AP Interview: Belgian PM seeks migration solutions in Africa
KOULIKORO, Mali (AP) — Belgian Prime Minister Charles Michel urged his European Union counterparts on Tuesday to work more closely with Africa on tackling shared migration and security challenges at the root by helping African people improve their lives.
On a stopover in Mali on his way to an EU-Africa summit in the Ivory Coast, Michel told The Associated Press that by investing in development aid and helping to provide security in Africa “we are also working for development and security in Europe.”
Michel believes that he and the younger generation of European leaders like French President Emmanuel Macron and Luxembourg Prime Minister Xavier Bettel, who were traveling with him to the summit, have an opportunity to put Africa-EU relations on a new footing.
“I come from a generation that sees Africa as a partner,” Michel said. “There is no more room in our generation for nostalgia about the past or a sense of guilt. What counts for us is the capacity to be efficient, pragmatic, in a win-win strategy that serves our mutual interests.”
One of those challenges the EU wants to face is migration.
Each year, tens of thousands of Africans travel north through conflict-torn Libya hoping to find better lives in Europe. Around 3,000 die or go missing annually in desperate attempts to cross the Mediterranean in unseaworthy boats.

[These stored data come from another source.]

//! # Pixel buffers
//!
//! Fixed-size, row-major ARGB storage. Every access is bounds checked; nothing is ever clamped.

use crate::color::Argb;
use crate::util::Point;

#[derive(thiserror::Error, Debug, Clone, Copy, PartialEq, Eq)]
pub enum BufferError {
    #[error("invalid dimensions {width}x{height}")]
    InvalidDimensions { width: u32, height: u32 },
    #[error("{point} is outside of the {width}x{height} buffer")]
    OutOfBounds { point: Point, width: u32, height: u32 },
    #[error("dimensions differ, {expected:?} != {found:?}")]
    DimensionMismatch {
        expected: (u32, u32),
        found: (u32, u32),
    },
    #[error("expected {expected} pixels, found {found}")]
    DataLength { expected: usize, found: usize },
}

/// `width * height` pixels, index `y * width + x`.
#[derive(Clone, PartialEq, Eq)]
pub struct PixelBuffer {
    width: u32,
    height: u32,
    pixels: Vec<Argb>,
}
impl PixelBuffer {
    /// A transparent buffer.
    pub fn new(width: u32, height: u32) -> Result<Self, BufferError> {
        Self::filled(width, height, Argb::TRANSPARENT)
    }
    pub fn filled(width: u32, height: u32, color: Argb) -> Result<Self, BufferError> {
        let len = Self::checked_len(width, height)?;
        Ok(Self {
            width,
            height,
            pixels: vec![color; len],
        })
    }
    /// Wrap existing row-major pixel data.
    pub fn from_pixels(width: u32, height: u32, pixels: Vec<Argb>) -> Result<Self, BufferError> {
        let len = Self::checked_len(width, height)?;
        if pixels.len() != len {
            return Err(BufferError::DataLength {
                expected: len,
                found: pixels.len(),
            });
        }
        Ok(Self {
            width,
            height,
            pixels,
        })
    }
    fn checked_len(width: u32, height: u32) -> Result<usize, BufferError> {
        let invalid = BufferError::InvalidDimensions { width, height };
        if width == 0 || height == 0 {
            return Err(invalid);
        }
        // Pixel coordinates are i32, so each axis must fit.
        if i32::try_from(width).is_err() || i32::try_from(height).is_err() {
            return Err(invalid);
        }
        (width as usize)
            .checked_mul(height as usize)
            .ok_or(invalid)
    }
    #[must_use]
    pub fn width(&self) -> u32 {
        self.width
    }
    #[must_use]
    pub fn height(&self) -> u32 {
        self.height
    }
    #[must_use]
    pub fn dimensions(&self) -> (u32, u32) {
        (self.width, self.height)
    }
    #[must_use]
    pub fn is_in_bounds(&self, point: Point) -> bool {
        self.index_of(point).is_some()
    }
    fn index_of(&self, point: Point) -> Option<usize> {
        let x = u32::try_from(point.x).ok()?;
        let y = u32::try_from(point.y).ok()?;
        if x >= self.width || y >= self.height {
            return None;
        }
        Some(y as usize * self.width as usize + x as usize)
    }
    fn out_of_bounds(&self, point: Point) -> BufferError {
        BufferError::OutOfBounds {
            point,
            width: self.width,
            height: self.height,
        }
    }
    pub fn get(&self, point: Point) -> Result<Argb, BufferError> {
        self.index_of(point)
            .map(|idx| self.pixels[idx])
            .ok_or_else(|| self.out_of_bounds(point))
    }
    pub fn set(&mut self, point: Point, color: Argb) -> Result<(), BufferError> {
        let idx = self
            .index_of(point)
            .ok_or_else(|| self.out_of_bounds(point))?;
        self.pixels[idx] = color;
        Ok(())
    }
    pub fn fill(&mut self, color: Argb) {
        self.pixels.fill(color);
    }
    pub fn clear(&mut self) {
        self.fill(Argb::TRANSPARENT);
    }
    /// Overwrite with the contents of another buffer of identical size.
    pub fn copy_from(&mut self, other: &Self) -> Result<(), BufferError> {
        if self.dimensions() != other.dimensions() {
            return Err(BufferError::DimensionMismatch {
                expected: self.dimensions(),
                found: other.dimensions(),
            });
        }
        self.pixels.copy_from_slice(&other.pixels);
        Ok(())
    }
    /// Bulk replace every pixel, row-major.
    pub fn set_pixels(&mut self, pixels: &[Argb]) -> Result<(), BufferError> {
        if pixels.len() != self.pixels.len() {
            return Err(BufferError::DataLength {
                expected: self.pixels.len(),
                found: pixels.len(),
            });
        }
        self.pixels.copy_from_slice(pixels);
        Ok(())
    }
    #[must_use]
    pub fn as_slice(&self) -> &[Argb] {
        &self.pixels
    }
    pub(crate) fn as_mut_slice(&mut self) -> &mut [Argb] {
        &mut self.pixels
    }
    #[must_use]
    pub fn to_vec(&self) -> Vec<Argb> {
        self.pixels.clone()
    }
    /// Raw `0xAARRGGBB` words, for handing off to encoders.
    #[must_use]
    pub fn as_words(&self) -> &[u32] {
        bytemuck::cast_slice(&self.pixels)
    }
    /// Iterate `(point, color)` in row-major order.
    pub fn iter(&self) -> impl Iterator<Item = (Point, Argb)> + '_ {
        let width = self.width as usize;
        self.pixels.iter().enumerate().map(move |(idx, &color)| {
            // Both fit in i32, checked at construction.
            let point = Point::new((idx % width) as i32, (idx / width) as i32);
            (point, color)
        })
    }
}
impl std::fmt::Debug for PixelBuffer {
    fn fmt(&self, f: &mut std::fmt::Formatter<'_>) -> std::fmt::Result {
        // Dumping every pixel is never useful.
        f.debug_struct("PixelBuffer")
            .field("width", &self.width)
            .field("height", &self.height)
            .finish_non_exhaustive()
    }
}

To dissuade people from leaving, the EU has been sealing agreements with Libya’s neighbors, pouring money and security and border control know-how into some of the poorest countries on the African continent hoping to cut the migrant flow off at its source.
Niger has been a success story. But as the borders tighten there, poor and conflict-wracked Mali has become an attractive secondary route for those desperate enough to risk their lives crossing the deserts of Algeria to the coast there or in Tunisia next door.
“We know that Mali and the entire Sahel region is an open door to the European Union,” Michel said during a visit to an EU-run training facility for Malian soldiers in Koulikoro, some 60 kilometers (35 miles) northeast of the capital of Bamako.
But tackling migration with these countries is a sensitive task. Few migrants from Mali are keen to return, and the government is happy to welcome the significant sums of money sent into the country by Malians living abroad.
As in much of Africa, Mali’s population is set to explode. Forecasts suggest it will grow from around 17 million now to more than 40 million by 2050, meaning the migratory pressures are unlikely to ease soon without significant help.
Beyond population growth, and the impact of climate change, Mali has been wracked by an Islamic insurgency for five years. Four U.N. peacekeepers and a Malian soldier were killed and 21 others injured in two attacks on peacekeepers near the Niger border last week.
“We have seen that no country can escape the dangers of international terrorism,” Michel said after he and Bettel watched Mali army recruits using old Russian-made weapons going through their paces in a house-clearing exercise.
“We need to work together in Europe, to share information among our intelligence services,” Michel said. “But we also need to attack a number of sources that are the starting point for attacks that destabilize this entire region. We have to stand alongside the people of Mali.”